Today, at its annual Minds + Machine conference in San Francisco, GE announced that the Predix platform had grown into a big business with $5 billion in revenues and $6 billion in orders expected this year.
The company also made a slew of other announcements including Predix.io, their Platform as a Service offering, which enables companies to build their own custom applications on top of Predix. The program has about 4000 developers today, and GE is hoping for 20,000 by next year — although the vast majority of these will be from GE and its ISV partners for now.
This is very much like the Salesforce 1 approach to development where Salesforce has provided a platform and companies have built custom solutions and entire businesses on top of it. GE is likely looking at a much more modest uptake with its platform, but it is a similar idea.
Today’s announcement comes on the heels of the company’s August news that it would be offering Infrastructure services to developers on Predix as well. That was a bold move in a crowded market, but GE is trying to offer a soup-to-nuts menu of industrial cloud services. This is similar in some ways to IBM’s cloud strategy with SoftLayer for infrastructure, Bluemix for developers and a portfolio of SaaS products as well.
To fill in that last piece, GE is also offering some industrial software packages on top of Predix to prime the development pump. These include Brilliant Factory and Digital Power Plant, two products designed to help squeeze more efficiencies out these verticals Both products were announced today at Minds + Machines.
These two tools are part of new generation of software that is using big data to make industrial workflows more efficient. In the case of the power plant software, it reads information from sensors and other sources and based on that data provides ways to generate more electricity from the same equipment.
“We are connecting real-time controls and sub-systems and creating models for optimizing [the system]. We use sensor data, then work against models and adjust controls in real time based on that,” Bill Ruh, vice president and global technology director at General Electric told TechCrunch.
He claims that using this suite of tools, the company has been able to squeeze out 20 percent more electricity from wind turbine farms running the software.
Brilliant Factories does something similar for factories, looking at the body of data, comparing it against a model and getting the maximum amount of usage out of machines. GE developed these tools for its own factories and is now making it available for customers, Ruh said.
The software helps factory managers by sending warnings when data shows an imminent part or machine failure, so they can plan accordingly. It also helps optimize the job scheduling based on factors such as how much pressure the equipment can take.

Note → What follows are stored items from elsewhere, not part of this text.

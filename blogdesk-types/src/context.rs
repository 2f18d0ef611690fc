//! Context in which an entry is shown (drives comments and tags).

use serde::{Deserialize, Serialize};

#[derive(Debug, Clone, Copy, PartialEq, Eq, Serialize, Deserialize)]
#[serde(rename_all = "lowercase")]
pub enum ContextLevel {
    System,
    User,
    Course,
    Module,
}

/// Resolved context level plus the instance it refers to (0 for system).
#[derive(Debug, Clone, Copy, PartialEq, Eq, Serialize, Deserialize)]
pub struct EntryContext {
    pub level: ContextLevel,
    pub instance_id: i64,
}

impl EntryContext {
    /// A user context applies only when no course or module is associated.
    /// The site home course counts as the system context.
    pub fn resolve(
        user_id: Option<i64>,
        course_id: Option<i64>,
        module_id: Option<i64>,
        site_home_id: Option<i64>,
    ) -> Self {
        match (user_id, course_id, module_id) {
            (Some(user), None, None) => Self {
                level: ContextLevel::User,
                instance_id: user,
            },
            (_, Some(course), _) if Some(course) != site_home_id => Self {
                level: ContextLevel::Course,
                instance_id: course,
            },
            _ => Self::system(),
        }
    }

    pub const fn system() -> Self {
        Self {
            level: ContextLevel::System,
            instance_id: 0,
        }
    }
}

impl Default for EntryContext {
    fn default() -> Self {
        Self::system()
    }
}
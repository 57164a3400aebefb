//! Vocabulary construction
//!
//! A `Vocabulary` is a non-empty list of secret words; emptiness is rejected
//! when it is built so selection never has to handle it.

use crate::core::SecretWord;
use rand::Rng;

use super::WORDS;

/// Error type for vocabulary construction
#[derive(Debug, Clone, PartialEq, Eq, thiserror::Error)]
pub enum VocabularyError {
    #[error("Vocabulary contains no valid words")]
    Empty,
}

/// Fixed, non-empty set of words a round can be played with
#[derive(Debug, Clone)]
pub struct Vocabulary {
    words: Vec<SecretWord>,
}

impl Vocabulary {
    /// Build a vocabulary, skipping invalid entries
    ///
    /// # Errors
    /// Returns `VocabularyError::Empty` if no valid word remains.
    ///
    /// # Examples
    /// ```
    /// use hangman::wordlists::Vocabulary;
    ///
    /// let vocabulary = Vocabulary::new(["cat", "d0g", "emu"]).unwrap();
    /// assert_eq!(vocabulary.len(), 2);
    ///
    /// assert!(Vocabulary::new(["", "42"]).is_err());
    /// ```
    pub fn new<I, S>(words: I) -> Result<Self, VocabularyError>
    where
        I: IntoIterator<Item = S>,
        S: Into<String>,
    {
        let words: Vec<SecretWord> = words
            .into_iter()
            .filter_map(|s| SecretWord::new(s).ok())
            .collect();

        if words.is_empty() {
            return Err(VocabularyError::Empty);
        }

        Ok(Self { words })
    }

    /// Vocabulary compiled into the binary
    ///
    /// # Errors
    /// Returns `VocabularyError::Empty` if the embedded list has no valid word.
    pub fn embedded() -> Result<Self, VocabularyError> {
        Self::new(WORDS.iter().copied())
    }

    #[must_use]
    pub fn len(&self) -> usize {
        self.words.len()
    }

    /// Never true for a constructed vocabulary
    #[must_use]
    pub fn is_empty(&self) -> bool {
        self.words.is_empty()
    }

    #[must_use]
    pub fn words(&self) -> &[SecretWord] {
        &self.words
    }

    /// Pick a word uniformly at random
    pub fn choose<R: Rng + ?Sized>(&self, rng: &mut R) -> &SecretWord {
        &self.words[rng.random_range(0..self.words.len())]
    }
}

#[cfg(test)]
mod tests {
    use super::*;
    use rand::SeedableRng;
    use rand::rngs::StdRng;

    #[test]
    fn vocabulary_skips_invalid() {
        let vocabulary = Vocabulary::new(["cat", "two words", "", "Emu"]).unwrap();
        let texts: Vec<&str> = vocabulary.words().iter().map(SecretWord::text).collect();
        assert_eq!(texts, vec!["cat", "emu"]);
    }

    #[test]
    fn vocabulary_empty_rejected() {
        let empty: [&str; 0] = [];
        assert_eq!(Vocabulary::new(empty).unwrap_err(), VocabularyError::Empty);
        assert!(Vocabulary::new(["1", "?"]).is_err());
    }

    #[test]
    fn embedded_vocabulary_loads() {
        let vocabulary = Vocabulary::embedded().unwrap();
        assert_eq!(vocabulary.len(), WORDS.len());
        assert!(!vocabulary.is_empty());
    }

    #[test]
    fn choose_is_deterministic_for_seed() {
        let vocabulary = Vocabulary::embedded().unwrap();
        let mut a = StdRng::seed_from_u64(7);
        let mut b = StdRng::seed_from_u64(7);

        for _ in 0..20 {
            assert_eq!(vocabulary.choose(&mut a), vocabulary.choose(&mut b));
        }
    }

    #[test]
    fn choose_reaches_every_word() {
        let vocabulary = Vocabulary::new(["cat", "dog", "emu"]).unwrap();
        let mut rng = StdRng::seed_from_u64(1);
        let mut seen = std::collections::HashSet::new();

        for _ in 0..200 {
            seen.insert(vocabulary.choose(&mut rng).text().to_string());
        }
        assert_eq!(seen.len(), 3);
    }
}
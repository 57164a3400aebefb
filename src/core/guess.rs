//! Guess validation
//!
//! Raw player input becomes a `Letter` only through [`validate_guess`], so
//! anything the round engine receives is already normalized.

use std::collections::BTreeSet;
use std::fmt;

/// A single normalized (lowercase) letter that passed validation
#[derive(Debug, Clone, Copy, PartialEq, Eq, PartialOrd, Ord, Hash)]
pub struct Letter(char);

impl Letter {
    /// Get the underlying character
    #[inline]
    #[must_use]
    pub const fn as_char(self) -> char {
        self.0
    }
}

impl fmt::Display for Letter {
    fn fmt(&self, f: &mut fmt::Formatter<'_>) -> fmt::Result {
        write!(f, "{}", self.0)
    }
}

/// Reasons a guess is rejected
///
/// The messages double as the corrective text shown to the player.
#[derive(Debug, Clone, Copy, PartialEq, Eq, thiserror::Error)]
pub enum GuessError {
    #[error("Please enter a letter.")]
    EmptyInput,
    #[error("Please enter a single letter.")]
    MultiCharacter,
    #[error("Please enter a letter (a-z).")]
    NonAlphabetic,
    #[error("You've already guessed that letter.")]
    AlreadyGuessed,
}

/// Validate and normalize a raw guess
///
/// Checks run in order: blank input, length, alphabetic, already tried.
///
/// # Errors
/// Returns the first `GuessError` that applies. Never mutates anything, so the
/// caller can simply re-prompt.
///
/// # Examples
/// ```
/// use std::collections::BTreeSet;
/// use hangman::core::{GuessError, validate_guess};
///
/// let tried = BTreeSet::from(['c']);
/// assert_eq!(validate_guess("A", &tried).unwrap().as_char(), 'a');
/// assert_eq!(validate_guess("c", &tried), Err(GuessError::AlreadyGuessed));
/// ```
pub fn validate_guess(raw: &str, already_tried: &BTreeSet<char>) -> Result<Letter, GuessError> {
    let normalized = raw.trim().to_lowercase();

    let mut chars = normalized.chars();
    let Some(letter) = chars.next() else {
        return Err(GuessError::EmptyInput);
    };
    if chars.next().is_some() {
        return Err(GuessError::MultiCharacter);
    }

    if !letter.is_alphabetic() {
        return Err(GuessError::NonAlphabetic);
    }

    if already_tried.contains(&letter) {
        return Err(GuessError::AlreadyGuessed);
    }

    Ok(Letter(letter))
}
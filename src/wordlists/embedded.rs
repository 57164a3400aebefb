//! Embedded word list
//!
//! Vocabulary compiled into the binary at build time.

// Include generated word list from build script
include!(concat!(env!("OUT_DIR"), "/words.rs"));
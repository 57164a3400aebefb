//! Secret word representation
//!
//! A `SecretWord` stores the lowercase word along with its distinct letters
//! so win detection is a set comparison.

use rustc_hash::FxHashSet;
use std::fmt;

/// The word to be guessed, fixed for the lifetime of a round
#[derive(Debug, Clone, PartialEq, Eq)]
pub struct SecretWord {
    text: String,
    letters: FxHashSet<char>,
}

/// Error type for invalid secret words
#[derive(Debug, Clone, PartialEq, Eq, thiserror::Error)]
pub enum WordError {
    #[error("Word must contain at least one letter")]
    Empty,
    #[error("Word '{0}' contains non-alphabetic characters")]
    InvalidCharacters(String),
}

impl SecretWord {
    /// Create a new secret word, normalizing it to lowercase
    ///
    /// # Errors
    /// Returns `WordError` if the word is blank or contains anything other
    /// than alphabetic characters.
    ///
    /// # Examples
    /// ```
    /// use hangman::core::SecretWord;
    ///
    /// let word = SecretWord::new("Python").unwrap();
    /// assert_eq!(word.text(), "python");
    ///
    /// assert!(SecretWord::new("").is_err());
    /// assert!(SecretWord::new("r2d2").is_err());
    /// ```
    pub fn new(text: impl Into<String>) -> Result<Self, WordError> {
        let text: String = text.into().trim().to_lowercase();

        if text.is_empty() {
            return Err(WordError::Empty);
        }

        if !text.chars().all(char::is_alphabetic) {
            return Err(WordError::InvalidCharacters(text));
        }

        let letters = text.chars().collect();

        Ok(Self { text, letters })
    }

    /// Get the word as a string slice
    #[inline]
    #[must_use]
    pub fn text(&self) -> &str {
        &self.text
    }

    /// Distinct letters of the word
    #[inline]
    #[must_use]
    pub const fn letters(&self) -> &FxHashSet<char> {
        &self.letters
    }

    /// Check if the word contains a specific letter
    #[inline]
    #[must_use]
    pub fn has_letter(&self, letter: char) -> bool {
        self.letters.contains(&letter)
    }
}

impl fmt::Display for SecretWord {
    fn fmt(&self, f: &mut fmt::Formatter<'_>) -> fmt::Result {
        write!(f, "{}", self.text)
    }
}
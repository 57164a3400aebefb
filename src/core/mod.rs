//! Core domain types for a hangman round
//!
//! This module holds the round state machine and the types flowing through it.
//! Nothing here touches the terminal; rendering and input live elsewhere.

mod guess;
mod round;
mod word;

pub use guess::{GuessError, Letter, validate_guess};
pub use round::{GuessOutcome, MAX_WRONG, Round, RoundError, RoundView, Status};
pub use word::{SecretWord, WordError};
//! Terminal output formatting
//!
//! Display utilities for rounds, guess feedback and session messages.

pub mod display;
pub mod formatters;

pub use display::{
    print_farewell, print_guess_error, print_outcome, print_round, print_round_end,
    print_welcome,
};
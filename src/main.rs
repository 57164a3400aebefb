//! Hangman - CLI
//!
//! Starts an interactive hangman session on the current terminal.

use anyhow::Result;
use clap::Parser;
use hangman::{
    commands::run_session,
    interactive::{
        BufferedReader, LineReader, TerminalReader, exit_on_interrupt, wants_raw_input,
    },
    wordlists::{RandomWords, Vocabulary},
};
use rand::SeedableRng;
use rand::rngs::StdRng;
use std::io::{self, IsTerminal};
use tracing::Level;

#[derive(Parser)]
#[command(
    name = "hangman",
    about = "Guess the hidden word one letter at a time",
    version,
    author
)]
struct Cli {
    /// Seed for word selection (reproducible sessions)
    #[arg(long)]
    seed: Option<u64>,

    /// Diagnostic logging to stderr (-v info, -vv debug)
    #[arg(short, long, action = clap::ArgAction::Count)]
    verbose: u8,
}

fn init_logging(verbose: u8) {
    let level = match verbose {
        0 => Level::WARN,
        1 => Level::INFO,
        _ => Level::DEBUG,
    };

    tracing_subscriber::fmt()
        .with_max_level(level)
        .with_writer(io::stderr)
        .with_target(false)
        .init();
}

fn main() -> Result<()> {
    let cli = Cli::parse();
    init_logging(cli.verbose);

    let rng = match cli.seed {
        Some(seed) => StdRng::seed_from_u64(seed),
        None => StdRng::from_os_rng(),
    };
    let mut source = RandomWords::new(Vocabulary::embedded()?, rng);

    let stdout_is_terminal = io::stdout().is_terminal();
    if !stdout_is_terminal {
        colored::control::set_override(false);
    }

    let mut reader: Box<dyn LineReader> =
        if wants_raw_input(io::stdin().is_terminal(), stdout_is_terminal) {
            Box::new(TerminalReader::new())
        } else {
            exit_on_interrupt()?;
            Box::new(BufferedReader::new(io::stdin().lock()))
        };

    // Left unlocked so the interrupt listener can write the farewell
    let mut stdout = io::stdout();
    run_session(&mut source, reader.as_mut(), &mut stdout)?;
    Ok(())
}
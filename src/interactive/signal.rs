//! Ctrl-C handling for piped input
//!
//! A blocked `read_line` on a pipe never sees Ctrl-C as a key, so a listener
//! thread waits for SIGINT and ends the session from there.

use crate::output::print_farewell;
use std::io::{self, Write};
use std::thread;
use tracing::{info, warn};

/// Write the farewell shown when the player interrupts
///
/// # Errors
///
/// Returns an error if writing to `out` fails.
pub fn write_interrupt_farewell<W: Write + ?Sized>(out: &mut W) -> io::Result<()> {
    print_farewell(out, true)?;
    out.flush()
}

/// Say goodbye and exit with status 0 on the first Ctrl-C
///
/// Stdout must not be held locked by the reading thread, or the farewell
/// would block behind it.
///
/// # Errors
///
/// Returns an error if the signal runtime or listener thread cannot be created.
pub fn exit_on_interrupt() -> io::Result<()> {
    let runtime = tokio::runtime::Builder::new_current_thread()
        .enable_all()
        .build()?;

    thread::Builder::new()
        .name("interrupt".to_string())
        .spawn(move || {
            if let Err(err) = runtime.block_on(tokio::signal::ctrl_c()) {
                warn!(%err, "interrupt listener stopped");
                return;
            }

            info!("interrupted");
            if let Err(err) = write_interrupt_farewell(&mut io::stdout()) {
                warn!(%err, "failed to write farewell");
            }
            std::process::exit(0);
        })?;

    Ok(())
}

In fact, Ruh says companies running this software can expect $230 million in savings per plant over 20 years, which if true is obviously significant.
Finally, GE is announcing more capability around Wurldtech , the security company it bought last year. The company is protecting more than 4000 wind turbines, gas pipelines and similar industrial equipment from cyber attack. These kinds of equipment require a different kind of protection from the datacenter, Ruh said.
This bushel of announcements is meant to showcase Predix’s capabilities. GE is hoping that as it builds out the platform, it can begin to rely on it as a growing source of business. It sees big growth ahead, predicting business will triple to $15 billion in revenue by 2020.